La tenda sta calando
sull'ultimo fremito del giorno
la luna è una pastiglia di aspirina
i villaggi sono bucati come la memoria
il cielo è un cappello per gli aerei
gli uccelli non hanno più un luogo
riverso le ali dietro ai vetri
e come loro mi spezzo.
Un universo di ombra vola in frantumi nel non orizzonte
osservo i morti che provengono dai vetri come arcobaleni.
Gettiamo all'aria un altro polmone?
Staremo dietro ai vetri
dalla fine alla fine?
Prendo esempio dalle amebe
i loro piedi menzogneri
e parto
sogno nel momento della scomparsa,
in assenza d'attrazione
ma il sogno è una vecchia parola
come la mia tristezza, quando la fine è giunta
oggi, tutto è sospeso a un pezzo di legno.
Dunya Mikhail
da "Non ho peccato abbastanza
antologia di poetesse arabe contemporanee"

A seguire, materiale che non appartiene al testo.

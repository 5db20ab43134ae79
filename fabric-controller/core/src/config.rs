use crate::{chain, cidr};
use ipnet::IpNet;

/// Marks an address class for which no remapping is configured.
pub const DEFAULT_CIDR_VALUE: &str = "None";

pub(crate) const STRING_NOT_EMPTY: &str = "a non empty string";
pub(crate) const VALID_CIDR: &str = "a valid network CIDR";

pub(crate) const CLUSTER_ID: &str = "clusterID";
const POD_CIDR: &str = "podCIDR";
const EXTERNAL_CIDR: &str = "externalCIDR";
const LOCAL_POD_CIDR: &str = "localPodCIDR";
const LOCAL_NAT_POD_CIDR: &str = "localNATPodCIDR";
const REMOTE_NAT_POD_CIDR: &str = "remoteNATPodCIDR";
const LOCAL_EXTERNAL_CIDR: &str = "localExternalCIDR";
const LOCAL_NAT_EXTERNAL_CIDR: &str = "localNATExternalCIDR";
const REMOTE_NAT_EXTERNAL_CIDR: &str = "remoteNATExternalCIDR";

/// The network configuration negotiated with a single remote cluster.
///
/// Every CIDR-typed field holds either a network in `address/prefix` form or
/// [`DEFAULT_CIDR_VALUE`]. Fields are kept as the strings received so that
/// validation can report the offending field.
#[derive(Clone, Debug, Default, PartialEq, Eq, Hash)]
pub struct NetworkConfig {
    pub cluster_id: String,

    /// The remote cluster's pod network, as seen by the remote cluster.
    pub pod_cidr: String,

    /// The remote cluster's external network, as seen by the remote cluster.
    pub external_cidr: String,

    pub local_pod_cidr: String,
    pub local_nat_pod_cidr: String,
    pub remote_nat_pod_cidr: String,

    pub local_external_cidr: String,
    pub local_nat_external_cidr: String,
    pub remote_nat_external_cidr: String,
}

/// A validated [`NetworkConfig`].
#[derive(Clone, Debug, PartialEq, Eq)]
pub struct Networks {
    pub cluster_id: String,
    pub local_pod: IpNet,

    /// The range local pods are remapped into, if any.
    pub local_nat_pod: Option<IpNet>,

    /// The range the remote cluster's pods are reachable at from this cluster.
    pub remote_pod: IpNet,

    pub local_external: Option<IpNet>,
    pub local_nat_external: Option<IpNet>,
    pub remote_external: Option<IpNet>,
}

#[derive(Clone, Debug, PartialEq, Eq, thiserror::Error)]
pub enum ValidationError {
    #[error("{field} must be {constraint}")]
    InvalidParameter {
        field: &'static str,
        constraint: &'static str,
    },

    #[error("{field} must be {constraint}")]
    InvalidNetworkRange {
        field: &'static str,
        constraint: &'static str,
        value: String,
    },
}

// === impl NetworkConfig ===

impl NetworkConfig {
    /// Validates every field, failing on the first invalid one.
    ///
    /// Fields are checked in a fixed order: the cluster identifier, the local
    /// pod range, the local NAT range, then the remote range that traffic will
    /// be addressed to. External-address fields are checked last.
    pub fn validate(&self) -> Result<Networks, ValidationError> {
        chain::validate_cluster_id(&self.cluster_id)?;

        let local_pod = required(LOCAL_POD_CIDR, &self.local_pod_cidr)?;
        let local_nat_pod = optional(LOCAL_NAT_POD_CIDR, &self.local_nat_pod_cidr)?;
        let remote_pod = match optional(REMOTE_NAT_POD_CIDR, &self.remote_nat_pod_cidr)? {
            Some(net) => net,
            None => required(POD_CIDR, &self.pod_cidr)?,
        };

        let local_external = optional_or_empty(LOCAL_EXTERNAL_CIDR, &self.local_external_cidr)?;
        let local_nat_external =
            optional_or_empty(LOCAL_NAT_EXTERNAL_CIDR, &self.local_nat_external_cidr)?;
        let remote_external =
            match optional_or_empty(REMOTE_NAT_EXTERNAL_CIDR, &self.remote_nat_external_cidr)? {
                Some(net) => Some(net),
                None => optional_or_empty(EXTERNAL_CIDR, &self.external_cidr)?,
            };

        Ok(Networks {
            cluster_id: self.cluster_id.clone(),
            local_pod,
            local_nat_pod,
            remote_pod,
            local_external,
            local_nat_external,
            remote_external,
        })
    }
}

// === impl ValidationError ===

impl ValidationError {
    /// The name of the field that failed validation.
    pub fn field(&self) -> &'static str {
        match self {
            Self::InvalidParameter { field, .. } | Self::InvalidNetworkRange { field, .. } => {
                *field
            }
        }
    }
}

fn required(field: &'static str, value: &str) -> Result<IpNet, ValidationError> {
    cidr::validate(value)
        .map(|net| net.trunc())
        .map_err(|_| ValidationError::InvalidNetworkRange {
            field,
            constraint: VALID_CIDR,
            value: value.to_string(),
        })
}

fn optional(field: &'static str, value: &str) -> Result<Option<IpNet>, ValidationError> {
    if value == DEFAULT_CIDR_VALUE {
        return Ok(None);
    }
    required(field, value).map(Some)
}

// External-address fields may be omitted entirely.
fn optional_or_empty(field: &'static str, value: &str) -> Result<Option<IpNet>, ValidationError> {
    if value.is_empty() {
        return Ok(None);
    }
    optional(field, value)
}
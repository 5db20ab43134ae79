//! Moves a container's rules to a desired set with the fewest edits.

use crate::{backend::jumps_to, Backend, BackendError, RuleContainer};
use ahash::AHashSet as HashSet;
use fabric_controller_core::Category;

/// The edits that turn a container's current rules into a desired set.
///
/// Rules are compared by exact string equality; their positions are not
/// considered. Repeated copies of a desired rule are removed so that a single
/// copy remains.
#[derive(Clone, Debug, Default, PartialEq, Eq)]
pub struct Delta<'r> {
    pub remove: Vec<&'r str>,
    pub add: Vec<&'r str>,
}

// === impl Delta ===

impl<'r> Delta<'r> {
    pub fn new(current: &'r [String], desired: &'r [String]) -> Self {
        let wanted = desired.iter().map(String::as_str).collect::<HashSet<_>>();

        let mut present = HashSet::new();
        let mut remove = Vec::new();
        for rule in current.iter().map(String::as_str) {
            if !wanted.contains(rule) || !present.insert(rule) {
                remove.push(rule);
            }
        }

        let mut add = Vec::new();
        for rule in desired.iter().map(String::as_str) {
            if present.insert(rule) {
                add.push(rule);
            }
        }

        Self { remove, add }
    }

    pub fn is_empty(&self) -> bool {
        self.remove.is_empty() && self.add.is_empty()
    }

    /// Deletes stale rules, then appends missing ones.
    ///
    /// Stops at the first failure. Edits made before the failure are kept.
    pub fn apply<B: Backend + ?Sized>(
        &self,
        backend: &mut B,
        container: &RuleContainer,
    ) -> Result<(), BackendError> {
        for rule in &self.remove {
            backend.delete_rule(container, rule)?;
            tracing::debug!(%container, %rule, "Deleted rule");
        }
        for rule in &self.add {
            backend.append_rule(container, rule)?;
            tracing::debug!(%container, %rule, "Appended rule");
        }
        Ok(())
    }
}

/// Reconciles all of `container`'s rules with `desired`.
pub(crate) fn container<B: Backend + ?Sized>(
    backend: &mut B,
    container: &RuleContainer,
    desired: &[String],
) -> Result<bool, BackendError> {
    let current = backend.list_rules(container)?;
    let delta = Delta::new(&current, desired);
    delta.apply(backend, container)?;
    Ok(!delta.is_empty())
}

/// Reconciles the rules of `category`'s global container that jump into the
/// cluster's container, leaving other clusters' rules alone.
pub(crate) fn hooks<B: Backend + ?Sized>(
    backend: &mut B,
    category: Category,
    cluster_id: &str,
    desired: &[String],
) -> Result<bool, BackendError> {
    let global = RuleContainer::global(category);
    let chain = category.cluster_chain(cluster_id);
    let current = backend
        .list_rules(&global)?
        .into_iter()
        .filter(|rule| jumps_to(rule, &chain))
        .collect::<Vec<_>>();
    let delta = Delta::new(&current, desired);
    delta.apply(backend, &global)?;
    Ok(!delta.is_empty())
}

Oggi che è sabato santo non c'è più
la morte di ieri, non c'è la vivezza del sangue,
la crudezza delle ferite inferte, anche il corpo del Cristo
deceduto non c'è più. Oggi tutto è
sospeso a un pezzo di legno, a quella croce nuda lassù
come a una domanda. E' stata la morte e tutto piuttosto
dovrebbe essere finito e disperatamente concluso. Invece
se ne sta lì, in quel vuoto indicibile dove ogni
cosa può ancora succedere, in quel vuoto che è
possibilità e speranza. Buona Pasqua.